People might line up outside of the store for her sales. Twice a yr, Bothof would have a massive deal. Customers who lived as ways away as LeMars made positive they stopped at Marguerite’s to get today’s style and the employee provider that became the shop’s trademark. They could stroll out with clothes, wintry weather garments, spring clothes, earrings, sportswear, swimsuits, hats, and greater. Sibley was a small metropolis,” Bothof stated. “There had been now not numerous shops. I wanted to make certain I had the whole lot anybody desired. I had a bit little bit of the entirety. I had formals, too but now, not for long. I had coats for all ages. Everybody had to go happy, and they had to like their outfit because if they no longer found it irresistible, they wouldn’t put on it. People still say they’d laugh. They had been appreciative of the fact I wanted them to be happy.

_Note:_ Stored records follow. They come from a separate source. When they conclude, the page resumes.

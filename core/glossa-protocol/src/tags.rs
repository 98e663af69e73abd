use rkyv::{Archive, Deserialize, Serialize};

#[cfg(feature = "serde")]
use serde::{Deserialize as SerdeDeserialize, Serialize as SerdeSerialize};

use bitflags::bitflags;

#[derive(Debug, Clone, Copy, PartialEq, Eq, Hash, Archive, Serialize, Deserialize)]
#[cfg_attr(feature = "serde", derive(SerdeDeserialize, SerdeSerialize))]
#[archive(check_bytes, compare(PartialEq))]
#[archive_attr(derive(Debug, Clone, Copy, PartialEq, Eq))]
#[repr(u8)]
pub enum Gender {
    Masculine = 0,
    Feminine = 1,
    Neuter = 2,
}

#[derive(Debug, Clone, Copy, PartialEq, Eq, Hash, Archive, Serialize, Deserialize)]
#[cfg_attr(feature = "serde", derive(SerdeDeserialize, SerdeSerialize))]
#[archive(check_bytes, compare(PartialEq))]
#[archive_attr(derive(Debug, Clone, Copy, PartialEq, Eq))]
#[repr(u8)]
pub enum Voice {
    Active = 0,
    Passive = 1,
}

#[derive(Debug, Clone, Copy, PartialEq, Eq, Hash, Archive, Serialize, Deserialize)]
#[cfg_attr(feature = "serde", derive(SerdeDeserialize, SerdeSerialize))]
#[archive(check_bytes, compare(PartialEq))]
#[archive_attr(derive(Debug, Clone, Copy, PartialEq, Eq))]
#[repr(u8)]
pub enum PartOfSpeech {
    Noun = 0,
    Adjective = 1,
    Verb = 2,
    Adverb = 3,
    Article = 4,
    Preposition = 5,
    Conjunction = 6,
    Pronoun = 7,
    Particle = 8,
    Numeral = 9,
}

impl ArchivedPartOfSpeech {
    /// The unarchived value, for consumers that branch on word class.
    pub fn to_native(self) -> PartOfSpeech {
        match self {
            ArchivedPartOfSpeech::Noun => PartOfSpeech::Noun,
            ArchivedPartOfSpeech::Adjective => PartOfSpeech::Adjective,
            ArchivedPartOfSpeech::Verb => PartOfSpeech::Verb,
            ArchivedPartOfSpeech::Adverb => PartOfSpeech::Adverb,
            ArchivedPartOfSpeech::Article => PartOfSpeech::Article,
            ArchivedPartOfSpeech::Preposition => PartOfSpeech::Preposition,
            ArchivedPartOfSpeech::Conjunction => PartOfSpeech::Conjunction,
            ArchivedPartOfSpeech::Pronoun => PartOfSpeech::Pronoun,
            ArchivedPartOfSpeech::Particle => PartOfSpeech::Particle,
            ArchivedPartOfSpeech::Numeral => PartOfSpeech::Numeral,
        }
    }
}

bitflags! {
    /// Morphological tag bitset.
    ///
    /// Each grammatical category occupies its own bit range. A *resolved*
    /// TagSet carries at most one bit per category; ambiguity is always
    /// represented as multiple alternative [`Candidate`](crate::Candidate)s,
    /// never as a multi-bit value inside one candidate.
    #[derive(Debug, Clone, Copy, PartialEq, Eq, PartialOrd, Ord, Hash)]
    #[cfg_attr(feature = "serde", derive(SerdeDeserialize, SerdeSerialize))]
    pub struct TagSet: u32 {
        // Case (Bits 0-3)
        const NOMINATIVE = 1;
        const GENITIVE = 1 << 1;
        const ACCUSATIVE = 1 << 2;
        const VOCATIVE = 1 << 3;

        // Gender (Bits 4-6)
        const MASCULINE = 1 << 4;
        const FEMININE = 1 << 5;
        const NEUTER = 1 << 6;

        // Number (Bits 7-8)
        const SINGULAR = 1 << 7;
        const PLURAL = 1 << 8;

        // Person (Bits 9-11)
        const FIRST_PERSON = 1 << 9;
        const SECOND_PERSON = 1 << 10;
        const THIRD_PERSON = 1 << 11;

        // Aspect (Bits 12-14)
        const IMPERFECTIVE = 1 << 12;
        const PERFECTIVE = 1 << 13;
        const PERFECT = 1 << 14;

        // Time (Bits 15-16)
        const PAST = 1 << 15;
        const NONPAST = 1 << 16;

        // Voice (Bits 17-18)
        const ACTIVE = 1 << 17;
        const PASSIVE = 1 << 18;

        // Mood (Bits 19-20)
        const INDICATIVE = 1 << 19;
        const SUBJUNCTIVE = 1 << 20;

        // Lexical flag: surface Passive, syntactic Active (Bit 21)
        const DEPONENT = 1 << 21;
    }
}

impl TagSet {
    pub const CASES: TagSet = TagSet::NOMINATIVE
        .union(TagSet::GENITIVE)
        .union(TagSet::ACCUSATIVE)
        .union(TagSet::VOCATIVE);
    pub const GENDERS: TagSet = TagSet::MASCULINE
        .union(TagSet::FEMININE)
        .union(TagSet::NEUTER);
    pub const NUMBERS: TagSet = TagSet::SINGULAR.union(TagSet::PLURAL);
    pub const PERSONS: TagSet = TagSet::FIRST_PERSON
        .union(TagSet::SECOND_PERSON)
        .union(TagSet::THIRD_PERSON);
    pub const ASPECTS: TagSet = TagSet::IMPERFECTIVE
        .union(TagSet::PERFECTIVE)
        .union(TagSet::PERFECT);
    pub const TIMES: TagSet = TagSet::PAST.union(TagSet::NONPAST);
    pub const VOICES: TagSet = TagSet::ACTIVE.union(TagSet::PASSIVE);
    pub const MOODS: TagSet = TagSet::INDICATIVE.union(TagSet::SUBJUNCTIVE);

    const CATEGORY_MASKS: [TagSet; 8] = [
        TagSet::CASES,
        TagSet::GENDERS,
        TagSet::NUMBERS,
        TagSet::PERSONS,
        TagSet::ASPECTS,
        TagSet::TIMES,
        TagSet::VOICES,
        TagSet::MOODS,
    ];

    /// Project a single category out of the set.
    pub fn category(self, mask: TagSet) -> TagSet {
        self & mask
    }

    /// At most one bit per grammatical category.
    pub fn is_resolved(self) -> bool {
        Self::CATEGORY_MASKS
            .iter()
            .all(|mask| (self & *mask).bits().count_ones() <= 1)
    }

    /// Two tag sets agree on a category when either side leaves it
    /// unspecified or both carry the same value.
    pub fn agrees_on(self, other: TagSet, mask: TagSet) -> bool {
        let a = self & mask;
        let b = other & mask;
        a.is_empty() || b.is_empty() || a == b
    }

    /// Nominal concord: Case, Gender and Number all agree.
    pub fn agrees_nominal(self, other: TagSet) -> bool {
        self.agrees_on(other, Self::CASES)
            && self.agrees_on(other, Self::GENDERS)
            && self.agrees_on(other, Self::NUMBERS)
    }

    /// The syntactic voice of the form. Deponent lemmas inflect as Passive
    /// but behave as Active; every consumer must read voice through this
    /// accessor, never the raw Voice bits.
    pub fn syntactic_voice(self) -> Option<Voice> {
        if self.contains(TagSet::DEPONENT) {
            Some(Voice::Active)
        } else if self.contains(TagSet::ACTIVE) {
            Some(Voice::Active)
        } else if self.contains(TagSet::PASSIVE) {
            Some(Voice::Passive)
        } else {
            None
        }
    }

    /// A finite verb form carries both Person and Mood.
    pub fn is_finite_verb(self) -> bool {
        self.intersects(Self::PERSONS) && self.intersects(Self::MOODS)
    }

    /// Anything that declines for Case.
    pub fn is_nominal(self) -> bool {
        self.intersects(Self::CASES)
    }
}

// rkyv support for TagSet
impl Archive for TagSet {
    type Archived = u32;
    type Resolver = ();

    unsafe fn resolve(&self, _pos: usize, _resolver: Self::Resolver, out: *mut Self::Archived) {
        out.write(self.bits());
    }
}

impl<S: rkyv::ser::Serializer + ?Sized> Serialize<S> for TagSet {
    fn serialize(&self, _serializer: &mut S) -> Result<Self::Resolver, S::Error> {
        Ok(())
    }
}

impl<D: rkyv::Fallible + ?Sized> Deserialize<TagSet, D> for u32 {
    fn deserialize(&self, _deserializer: &mut D) -> Result<TagSet, D::Error> {
        Ok(TagSet::from_bits(*self).unwrap_or_else(|| TagSet::from_bits_truncate(*self)))
    }
}

#[cfg(test)]
mod tests {
    use super::*;

    #[test]
    fn resolved_rejects_multi_bit_categories() {
        let ok = TagSet::NOMINATIVE | TagSet::MASCULINE | TagSet::SINGULAR;
        assert!(ok.is_resolved());

        let bad = TagSet::NOMINATIVE | TagSet::ACCUSATIVE | TagSet::MASCULINE;
        assert!(!bad.is_resolved());
    }

    #[test]
    fn agreement_ignores_unspecified_categories() {
        let article = TagSet::ACCUSATIVE | TagSet::FEMININE | TagSet::SINGULAR;
        let noun = TagSet::ACCUSATIVE | TagSet::FEMININE | TagSet::SINGULAR;
        let verb = TagSet::THIRD_PERSON | TagSet::SINGULAR;

        assert!(article.agrees_nominal(noun));
        // The verb has no Case or Gender, so nominal concord holds vacuously.
        assert!(verb.agrees_nominal(noun));
        assert!(!TagSet::PLURAL.agrees_on(TagSet::SINGULAR, TagSet::NUMBERS));
    }

    #[test]
    fn deponent_reads_as_active() {
        let surface = TagSet::FIRST_PERSON
            | TagSet::SINGULAR
            | TagSet::PASSIVE
            | TagSet::INDICATIVE
            | TagSet::DEPONENT;
        assert_eq!(surface.syntactic_voice(), Some(Voice::Active));

        let true_passive = surface - TagSet::DEPONENT;
        assert_eq!(true_passive.syntactic_voice(), Some(Voice::Passive));
    }

    #[test]
    fn finite_verb_requires_person_and_mood() {
        let verb = TagSet::THIRD_PERSON | TagSet::SINGULAR | TagSet::INDICATIVE;
        assert!(verb.is_finite_verb());

        // Implicit subjects carry Person but no Mood.
        let implicit = TagSet::NOMINATIVE | TagSet::FIRST_PERSON | TagSet::SINGULAR;
        assert!(!implicit.is_finite_verb());
        assert!(implicit.is_nominal());
    }
}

She might attend 4 to 6 marketplace showings every 12 months to get the garb that could grace the racks of Marguerite’s. At the showings sales, humans might show their garb pieces to keep proprietors to peruse and purchase. I might go to a marketplace and spend three days there,” Bothof said. Marguerite drew the business and employment of different ladies in Bothof’s circle of relatives. Not handiest did Bothof pave the way for fashion, but also for women in commercial enterprise. She became the Sibley Chamber of Commerce’s first girl member and one of the few ladies keep owners on Main Street in the Sixties. When Bothof opened the store, she had an accomplice, Ovey Valla. Both of them became the only proprietor in 1967.

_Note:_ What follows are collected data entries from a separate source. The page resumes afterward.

use glossa_protocol::{Span, TokenSpan};

#[derive(Debug, Clone, PartialEq)]
pub enum TokenKind {
    /// A Greek word form, enclitic boundaries already split.
    Word,
    /// Punctuation mark
    Punctuation(char),
}

#[derive(Debug, Clone)]
pub struct Token<'a> {
    pub span: Span,
    pub text: &'a str,
    pub kind: TokenKind,
}

impl<'a> Token<'a> {
    /// The engine-facing view; punctuation never reaches the engine.
    pub fn as_word(&self) -> Option<TokenSpan<'a>> {
        match self.kind {
            TokenKind::Word => Some(TokenSpan {
                text: self.text,
                span: self.span,
            }),
            TokenKind::Punctuation(_) => None,
        }
    }
}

The transition to shop owner started after she moved to Sibley in 1961. It was not a massive jump as Bothof already had to enjoy working in fashion retail. She started operating in retail at Hollander’s five-10-25-Cent Store in Sheldon for 20 cents in step with an hour in 1944 before operating at The Grey Shop in Sheldon for five years. Both of them became employed as a customer at Wolff’s Department Store and stayed there for thirteen years. “Wolff’s changed into a first-rate activity, and I appreciated the work, but I had to combat for each improves,” she said. A man might getolderr, and they’d tell me, ‘Well, he’s a person.’ I would say, ‘I don’t care.

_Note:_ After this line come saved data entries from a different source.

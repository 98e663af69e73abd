use crate::components::{Morphology, TokenData};
use crate::SentenceWorld;
use glossa_protocol::{ArchivedLexicon, Diagnostic, DiagnosticKind, Register};

/// Register mixing: a sentence that reaches for a katharevousa form and a
/// colloquialism at once gets flagged, whatever the pass register is.
pub fn check_style(world: &SentenceWorld, lexicon: &ArchivedLexicon) -> Vec<Diagnostic> {
    let mut formal: Option<String> = None;
    let mut colloquial: Option<(String, glossa_protocol::Span)> = None;

    for (_id, (morph, token)) in world.inner().query::<(&Morphology, &TokenData)>().iter() {
        let Some(lemma_id) = morph.lemma else {
            continue;
        };
        let Some(lemma) = lexicon.lemma(lemma_id) else {
            continue;
        };
        if lemma.register == Register::Formal && formal.is_none() {
            formal = Some(token.text.clone());
        } else if lemma.register == Register::Colloquial && colloquial.is_none() {
            colloquial = Some((token.text.clone(), token.span));
        }
    }

    match (formal, colloquial) {
        (Some(formal_text), Some((colloquial_text, span))) => vec![Diagnostic::new(
            DiagnosticKind::StyleClash,
            Some(span),
            format!("Formal '{formal_text}' mixed with colloquial '{colloquial_text}'"),
        )],
        _ => Vec::new(),
    }
}
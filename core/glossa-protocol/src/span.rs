#[cfg(feature = "serde")]
use serde::{Deserialize as SerdeDeserialize, Serialize as SerdeSerialize};

/// Byte range of a token in the original sentence text.
#[derive(Debug, Clone, Copy, PartialEq, Eq, Hash)]
#[cfg_attr(feature = "serde", derive(SerdeDeserialize, SerdeSerialize))]
pub struct Span {
    pub start: usize,
    pub end: usize,
}

impl Span {
    pub const fn new(start: usize, end: usize) -> Self {
        Self { start, end }
    }

    /// Zero-width span, used for synthesized entities (implicit subjects).
    pub const fn point(at: usize) -> Self {
        Self { start: at, end: at }
    }

    pub fn len(&self) -> usize {
        self.end - self.start
    }

    pub fn is_empty(&self) -> bool {
        self.start == self.end
    }
}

Bothof was born in Little Rock in 1923 and attributed her energy to her mother, Henrietta, who died in 1981. Henrietta raised seven girls independently after her husband, William, died in 1940. Both of them became 16 when her dad died. She changed into the second one, the oldest of seven children, so a part of her job supporting her mother increased the number of younger girls. As she displays in her life, Bothof can’t consider she labored in apparel retail for 50 years. There have been loads of style modifications,” she stated. “They are right and but I like the antique style.